1. ITV Report

DoH 'extremely disturbed' by Savile patient abuse complaints

TV presenter Sir Jimmy Savile wearing a Stoke Mandeville Hospital t-shirt after running a marathon in aid of the hospital in 1981. Photo: PA Wire

The Department of Health have said the claims that late TV presenter Jimmy Savile abused patients in two hospitals are "extremely disturbing". A spokesperson said:

These are extremely disturbing allegations. We expect the hospitals to co-operate with the police inquiry.

Earlier today two hospitals said they are "shocked" by allegations Sir Jimmy Savile abused young patient on their wards.

It has been claimed the late TV presenter groped young patients at Stoke Mandeville Hospital in Buckinghamshire and at the Leeds General Infirmary, while where he worked as a volunteer fundraiser, and he also abused a patient at the Leeds General Infirmary.

ITV News Correspondent Paul Davies reports:

Leeds General Infirmary has confirmed it has received two complaints about Savile, believed to be from patients from 1970s. The hospital says it is shocked by the complaints.

A former nurse has told ITV1's Daybreak that while she was recovering from an operation at Leeds General Infirmary, she witnessed Savile abuse a young brain damaged girl during his time volunteering at the hospital:

Buckinghamshire Healthcare NHS Trust, which is responsible for Stoke Mandeville Hospital, has responded to the claims that Sir Jimmy Savile assaulted patients on wards:

We are shocked to hear of the serious allegations about Jimmy Savile.

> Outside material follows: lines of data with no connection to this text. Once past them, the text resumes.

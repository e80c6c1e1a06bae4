//! Transport envelopes as they arrive from the detection backend.

use serde::{Deserialize, Serialize};
use serde_json::Value;

/// Message kinds carried by the push transport.
#[derive(Debug, Clone, Copy, PartialEq, Eq, Serialize, Deserialize)]
#[serde(rename_all = "snake_case")]
pub enum PushMessageKind {
    SystemUpdate,
    TrackUpdate,
    Alert,
    Heartbeat,
}

/// `{ type, timestamp, data }` frame received over the push transport.
#[derive(Debug, Clone, PartialEq, Serialize, Deserialize)]
pub struct PushEnvelope {
    #[serde(rename = "type")]
    pub kind: PushMessageKind,
    #[serde(default)]
    pub timestamp: Option<String>,
    #[serde(default, skip_serializing_if = "Value::is_null")]
    pub data: Value,
}

impl PushEnvelope {
    /// The client heartbeat sent periodically while connected via push.
    pub fn heartbeat() -> Self {
        Self {
            kind: PushMessageKind::Heartbeat,
            timestamp: Some(chrono::Utc::now().to_rfc3339()),
            data: Value::Null,
        }
    }
}

/// `{ success, timestamp, data?, error?, version? }` body returned by the pull transport.
#[derive(Debug, Clone, PartialEq, Serialize, Deserialize)]
pub struct PullEnvelope {
    pub success: bool,
    #[serde(default)]
    pub timestamp: Option<String>,
    #[serde(default)]
    pub data: Option<Value>,
    #[serde(default)]
    pub error: Option<String>,
    #[serde(default)]
    pub version: Option<String>,
}
//! # Transport Connector Module
//!
//! Connection lifecycle on top of the ingestors: push-first sessions,
//! exponential reconnect, failover to pull, and subscriber-driven
//! connect/disconnect.

/// Reconnect delay schedule.
pub mod backoff;
/// Connector options.
pub mod options;
/// The connector itself.
pub mod transport_connector;

pub use backoff::{BackoffStep, ReconnectPolicy};
pub use options::ConnectorOptions;
pub use transport_connector::{ConnectorSubscription, TransportConnector};
//! # lib_sentinel
//!
//! Telemetry ingestion and snapshot synchronisation for perimeter
//! surveillance displays.
//!
//! Raw detection records arrive over a push WebSocket or a pull HTTP
//! endpoint, are validated and normalised into one canonical [`Snapshot`],
//! and are fanned out to any number of subscribers through a debounced
//! [`StateManager`].
//!
//! - **`schema`** / **`transformer`**: pure validation and mapping of raw records.
//! - **`core`**: the state manager, deep merge and subscriber dispatch.
//! - **`connector`** / **`ingestors`** / **`retrieve`** (feature `transport`):
//!   the network side, with reconnect backoff and push-to-pull failover.
//! - **`loggers`** (feature `loggers`): `tracing` bootstrap for hosts.

#![forbid(unsafe_code)]

pub mod core;
pub mod errors;
pub mod model;
pub mod schema;
pub mod transformer;

#[cfg(feature = "transport")]
pub mod connector;
#[cfg(feature = "transport")]
pub mod ingestors;
#[cfg(feature = "transport")]
pub mod retrieve;

#[cfg(feature = "loggers")]
pub mod loggers;

pub use crate::core::{StateManager, StateManagerConfig, StateStats};
pub use errors::{ConfigError, SubscriberError, TransportError, ValidationError};
pub use model::{ConnectionStatus, DataSource, Snapshot};
pub use schema::validate_record;
pub use transformer::DataTransformer;

#[cfg(feature = "transport")]
pub use connector::{ConnectorOptions, ConnectorSubscription, TransportConnector};

#[cfg(feature = "loggers")]
pub use errors::LoggerError;
#[cfg(feature = "loggers")]
pub use loggers::{init_logging, LoggerGuard, LoggerLocalOptions};
//! # Subscriber Registry
//!
//! Reference counts the consumers of one upstream feed. The first acquire
//! reports that the feed should start; the last release schedules `on_idle`
//! after a linger period. Re-acquiring during the linger cancels the pending
//! teardown, so a subscriber that quickly leaves and comes back does not cost
//! a reconnect.

use std::sync::{Arc, Mutex, MutexGuard};
use std::time::Duration;
use tokio::time::sleep;
use tokio_util::sync::CancellationToken;

struct RegistryState {
    count: usize,
    linger_token: CancellationToken,
}

#[derive(Clone)]
pub struct SubscriberRegistry {
    state: Arc<Mutex<RegistryState>>,
    linger: Duration,
}

impl SubscriberRegistry {
    pub fn new(linger: Duration) -> Self {
        Self {
            state: Arc::new(Mutex::new(RegistryState {
                count: 0,
                linger_token: CancellationToken::new(),
            })),
            linger,
        }
    }

    fn lock(&self) -> MutexGuard<'_, RegistryState> {
        self.state.lock().unwrap_or_else(|p| p.into_inner())
    }

    pub fn set_linger(&mut self, linger: Duration) {
        self.linger = linger;
    }

    pub fn count(&self) -> usize {
        self.lock().count
    }

    /// Adds one consumer. Returns `true` on the 0 -> 1 transition.
    pub fn acquire(&self) -> bool {
        let mut state = self.lock();
        state.count += 1;
        if state.count == 1 {
            // A lingering teardown is pending from the last release; stop it.
            state.linger_token.cancel();
            state.linger_token = CancellationToken::new();
            true
        } else {
            false
        }
    }

    /// Removes one consumer. When the count reaches zero, `on_idle` runs after
    /// the linger period unless someone acquires in the meantime. With no
    /// linger, or outside a runtime, it runs immediately. Returns the new count.
    pub fn release<F>(&self, on_idle: F) -> usize
    where
        F: FnOnce() + Send + 'static,
    {
        let (count, token) = {
            let mut state = self.lock();
            if state.count == 0 {
                return 0;
            }
            state.count -= 1;
            (state.count, state.linger_token.clone())
        };
        if count > 0 {
            return count;
        }

        let runtime = tokio::runtime::Handle::try_current();
        if self.linger.is_zero() || runtime.is_err() {
            on_idle();
            return 0;
        }

        let state = Arc::clone(&self.state);
        let linger = self.linger;
        tokio::spawn(async move {
            tokio::select! {
                _ = token.cancelled() => {
                    tracing::debug!("linger cancelled, subscriber returned");
                }
                _ = sleep(linger) => {
                    let idle = state.lock().map(|s| s.count == 0).unwrap_or_else(|p| p.into_inner().count == 0);
                    if idle {
                        tracing::info!(linger_ms = linger.as_millis() as u64, "linger expired, releasing upstream");
                        on_idle();
                    }
                }
            }
        });
        0
    }
}

#[cfg(test)]
mod tests {
    use super::*;
    use std::sync::atomic::{AtomicUsize, Ordering};

    #[test]
    fn counts_transitions() {
        let registry = SubscriberRegistry::new(Duration::ZERO);
        assert!(registry.acquire());
        assert!(!registry.acquire());
        let idle = Arc::new(AtomicUsize::new(0));
        let i = Arc::clone(&idle);
        assert_eq!(registry.release(move || { i.fetch_add(1, Ordering::SeqCst); }), 1);
        let i = Arc::clone(&idle);
        assert_eq!(registry.release(move || { i.fetch_add(1, Ordering::SeqCst); }), 0);
        assert_eq!(idle.load(Ordering::SeqCst), 1);
        // Extra releases are ignored.
        assert_eq!(registry.release(|| panic!("must not run")), 0);
    }

    #[tokio::test(start_paused = true)]
    async fn reacquire_during_linger_cancels_teardown() {
        let registry = SubscriberRegistry::new(Duration::from_millis(500));
        let idle = Arc::new(AtomicUsize::new(0));

        registry.acquire();
        let i = Arc::clone(&idle);
        registry.release(move || { i.fetch_add(1, Ordering::SeqCst); });
        sleep(Duration::from_millis(200)).await;
        assert!(registry.acquire());
        sleep(Duration::from_millis(600)).await;
        assert_eq!(idle.load(Ordering::SeqCst), 0);

        let i = Arc::clone(&idle);
        registry.release(move || { i.fetch_add(1, Ordering::SeqCst); });
        sleep(Duration::from_millis(600)).await;
        assert_eq!(idle.load(Ordering::SeqCst), 1);
    }
}
//! # Data Transformer
//!
//! Converts a raw telemetry record into a canonical [`Snapshot`].
//!
//! The pipeline is `validate -> sanitize -> map -> normalize`. [`DataTransformer::transform`]
//! never fails: invalid input yields the documented default snapshot and a
//! warning. Use [`DataTransformer::try_transform`] when the caller needs to know
//! why a record was rejected.

use chrono::Utc;
use serde_json::Value;

use crate::errors::ValidationError;
use crate::model::{AlertItem, AlertLevel, ConnectionStatus, DataSource, Intruder, Snapshot, MAX_RECENT_ALERTS};
use crate::schema::validate_record;

/// Field-level mapping from sanitized records.
pub mod mapping;
/// Best-effort coercion of raw records.
pub mod sanitize;

pub use sanitize::sanitize_record;

/// Derives the overall alert level. See [`AlertLevel::derive`].
pub fn derive_alert_level(alerts: &[AlertItem], intruders: &[Intruder]) -> AlertLevel {
    AlertLevel::derive(alerts, intruders)
}

/// Operator guidance text. See [`AlertLevel::recommendation`].
pub fn recommendation_for(level: AlertLevel, track_count: usize) -> String {
    level.recommendation(track_count)
}

#[derive(Debug, Clone)]
pub struct DataTransformer {
    source: DataSource,
    max_recent_alerts: usize,
}

impl Default for DataTransformer {
    fn default() -> Self {
        Self::new(DataSource::Push)
    }
}

impl DataTransformer {
    pub fn new(source: DataSource) -> Self {
        Self {
            source,
            max_recent_alerts: MAX_RECENT_ALERTS,
        }
    }

    pub fn with_max_recent_alerts(mut self, max: usize) -> Self {
        self.max_recent_alerts = max;
        self
    }

    /// The data source stamped into `metadata.dataSource` of produced snapshots.
    pub fn source(&self) -> DataSource {
        self.source
    }

    pub fn set_source(&mut self, source: DataSource) {
        self.source = source;
    }

    pub fn validate(&self, raw: &Value) -> bool {
        validate_record(raw).is_ok()
    }

    pub fn sanitize(&self, raw: &Value) -> Value {
        sanitize_record(raw)
    }

    /// Transforms a record, falling back to `Snapshot::default()` when it is invalid.
    pub fn transform(&self, raw: &Value) -> Snapshot {
        match self.try_transform(raw) {
            Ok(snapshot) => snapshot,
            Err(err) => {
                tracing::warn!(field = err.field(), error = %err, "invalid telemetry record, using default snapshot");
                Snapshot::default()
            }
        }
    }

    /// Transforms a record, reporting the first schema violation instead of
    /// substituting the default snapshot.
    pub fn try_transform(&self, raw: &Value) -> Result<Snapshot, ValidationError> {
        validate_record(raw)?;
        let clean = sanitize_record(raw);
        // Sanitizing only rewrites sections in place, so the shape still validates.
        validate_record(&clean)?;

        let record_timestamp = clean.get("timestamp").and_then(Value::as_str);
        let empty = Vec::new();
        let tracks = clean["tracks"].as_array().unwrap_or(&empty);
        let alerts = clean["alerts"].as_array().unwrap_or(&empty);

        let (intruders, threat_intelligence) = mapping::map_tracks(tracks);
        let mut snapshot = Snapshot {
            system_status: mapping::map_system(&clean["system"], record_timestamp),
            intruders,
            threat_intelligence,
            video_status: mapping::map_video(clean.get("video")),
            ..Snapshot::default()
        };
        snapshot.alerts.recent_alerts = mapping::map_alerts(alerts, self.max_recent_alerts);
        snapshot.metadata.last_updated = Utc::now();
        snapshot.metadata.connection_status = ConnectionStatus::Connected;
        snapshot.metadata.data_source = self.source;

        snapshot.normalize(self.max_recent_alerts);
        Ok(snapshot)
    }
}

#[cfg(test)]
mod tests {
    use super::*;
    use crate::model::{CameraStatus, PowerMode, ThreatLevel, Zone};
    use serde_json::json;

    fn record() -> Value {
        json!({
            "timestamp": "2024-05-01T12:30:45Z",
            "system": {
                "power_mode": "active",
                "power_draw": 4.2,
                "battery_minutes": 310,
                "fps": 15,
                "camera_status": true
            },
            "tracks": [{
                "id": 7,
                "zone": "restricted",
                "threat_score": 82,
                "threat_level": "high",
                "detection_time": 12.5,
                "behavior": {"loitering": true, "loitering_duration": 40, "trajectory_stability": "erratic", "trajectory_confidence": 0.73},
                "prediction": {"near_term": "approach gate", "confidence": 0.9, "will_enter_restricted": true},
                "explanation": [{"factor": "zone", "points": 30}, {"factor": "speed", "points": -4.6}]
            }],
            "alerts": [{"time": "12:30:40", "message": "Track 7 in restricted zone", "level": "warning"}],
            "video": {"live": true, "resolution": {"width": 640, "height": 480}, "latency_ms": 120, "source": "webcam"}
        })
    }

    #[test]
    fn maps_a_full_record() {
        let snap = DataTransformer::new(DataSource::Pull).transform(&record());

        assert_eq!(snap.system_status.power_mode, PowerMode::Active);
        assert_eq!(snap.system_status.camera_status, CameraStatus::Connected);
        assert_eq!(snap.system_status.processing_status, "Processing");
        assert_eq!(snap.system_status.last_update, "12:30:45");

        assert_eq!(snap.intruders.len(), 1);
        let intruder = &snap.intruders[0];
        assert_eq!(intruder.id, "TRK-007");
        assert_eq!(intruder.zone, Zone::Restricted);
        assert_eq!(intruder.threat_level, ThreatLevel::High);

        let detail = &snap.threat_intelligence["TRK-007"];
        assert_eq!(detail.behavior.trajectory_confidence, 73);
        assert_eq!(detail.contributions[1].score, -5);
        assert!(detail.prediction.will_enter_restricted);

        assert_eq!(snap.alerts.alert_level, AlertLevel::High);
        assert_eq!(snap.alerts.recent_alerts[0].id, "ALT-0-12:30:40");
        assert_eq!(snap.video_status.resolution, "640x480");
        assert_eq!(snap.metadata.connection_status, ConnectionStatus::Connected);
        assert_eq!(snap.metadata.data_source, DataSource::Pull);
    }

    #[test]
    fn threat_scores_are_clamped() {
        let raw = json!({
            "system": {},
            "tracks": [{"id": 1, "threat_score": -50}, {"id": 2, "threat_score": 150}],
            "alerts": []
        });
        let snap = DataTransformer::default().transform(&raw);
        assert_eq!(snap.intruders[0].threat_score, 0);
        assert_eq!(snap.intruders[1].threat_score, 100);
    }

    #[test]
    fn duplicate_track_ids_keep_first() {
        let raw = json!({
            "system": {},
            "tracks": [{"id": 3, "zone": "critical"}, {"id": 3, "zone": "public"}],
            "alerts": []
        });
        let snap = DataTransformer::default().transform(&raw);
        assert_eq!(snap.intruders.len(), 1);
        assert_eq!(snap.intruders[0].zone, Zone::Critical);
        assert_eq!(snap.threat_intelligence.len(), 1);
    }

    #[test]
    fn never_panics_on_garbage() {
        let transformer = DataTransformer::default();
        let inputs = [
            json!(null),
            json!({}),
            json!([]),
            json!("str"),
            json!(123),
            json!({"system": "x", "tracks": 1, "alerts": {}}),
            json!({"system": {"fps": "fast", "power_mode": 9}, "tracks": [null, {"id": "abc"}], "alerts": [1]}),
        ];
        for raw in inputs {
            let direct = transformer.transform(&raw);
            let cleaned = transformer.transform(&transformer.sanitize(&raw));
            for snap in [direct, cleaned] {
                assert!(snap.intruders.iter().all(|i| i.threat_score <= 100));
                assert!(snap
                    .intruders
                    .iter()
                    .all(|i| snap.threat_intelligence.contains_key(&i.id)));
                assert!(snap.system_status.frame_rate.is_finite());
            }
        }
    }

    #[test]
    fn invalid_input_yields_default_snapshot() {
        let transformer = DataTransformer::default();
        assert_eq!(transformer.transform(&json!({"system": {}})), Snapshot::default());
        assert!(!transformer.validate(&json!([])));
        assert!(transformer.try_transform(&json!({"system": {}, "tracks": []})).is_err());
    }

    #[test]
    fn alert_list_is_bounded() {
        let alerts: Vec<Value> = (0..25)
            .map(|i| json!({"id": format!("A{}", i), "time": "t", "message": "m"}))
            .collect();
        let raw = json!({"system": {}, "tracks": [], "alerts": alerts});
        let snap = DataTransformer::default().transform(&raw);
        assert_eq!(snap.alerts.recent_alerts.len(), MAX_RECENT_ALERTS);
        assert_eq!(snap.alerts.recent_alerts.last().unwrap().id, "A24");

        let narrow = DataTransformer::default().with_max_recent_alerts(3).transform(&raw);
        assert_eq!(narrow.alerts.recent_alerts.len(), 3);
    }
}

At this stage in the proceedings it would not be appropriate for us to conduct our own internal investigation,however we have been contacted by the police this week and are supporting them fully with their enquiries.

If their findings suggest that we do need to take further action then we will do so.

We have advised our staff that if they have any concerns or wish to raise anything relating to the allegations then they should contact their local police force.


A woman has told the Daily Mail that as a 13-year-old in a wheelchair at Stoke Mandeville Hospital in 1971, she was abused by Jimmy Savile.

Stoke Mandeville Hospital in Buckinghamshire Credit: Tim Ockenden/PA Wire

Caroline Moore, now 53, said she was sitting alone in her wheelchair in a corridor, by the doorway to her ward, when Savile approached in silence.

She recalled: "I was quite shy and lonely. I don’t remember him saying anything to me but he leant down and I was excited because I thought he was going to give me a wee peck on the cheek.

"But he took my face in his hands and rammed his tongue down my throat. I was shocked.

"I had never been kissed and I didn’t really know what had happened – only that it made me absolutely shudder.

"Afterwards he just walked off as if nothing had happened."

On Wednesday, Sylvia Nichol, a trustee of the Jimmy Savile Stoke Mandeville Hopsital Charitable Trust, told Three Counties Radio she knew the television presenter for 38 years and said she felt "bereaved" by the allegations. She said:

I feel sad, I feel bereaved really, and just so unhappy.

It's like suddenly being told that a member of your family was a murderer. How do you get through that and know how you feel?

I only know that in 38 years I didn't see anything like that and if you did you would report it immediately.

New allegations of abuse have emerged involving Savile. Credit: Press Association.

Ms Nichol added that there would be a meeting of the hospital's trustees on October 22 regarding the allegations.

A flat at Stoke Mandeville Hospital, used by Sir Jimmy Savile, has become the latest focus of a police inquiry into allegations the television presenter abused young girls.

ITV Meridian have the full statement from Buckinghamshire Healthcare NHS Trust.

On Wednesday, the head of the BBC Trust Lord Patten ordered an urgent review of the corporation's policies on child protection and sexual harassment in light of the allegations against the late TV presenter Sir Jimmy Savile.

In a letter to the BBC's director general George Entwhistle, he urged the review to ensure that the current policy gives "effective protection to children and minors with whom the the BBC comes into contact".

Letter from Lord Patten, chairman of the BBC Trust, to the BBC director general George Entwhistle

Earlier, Lord Patten told ITV News' UK Editor Lucy Manning that any inquiry must be independent if it is to be credible.

He also defended the BBC's decision to air tribute programmes despite bosses knowing of a Newsnight investigation into the abuse claims.

Any investigation by the BBC must wait until the Metropolitan Police is satisfied it has looked into all of the allegations.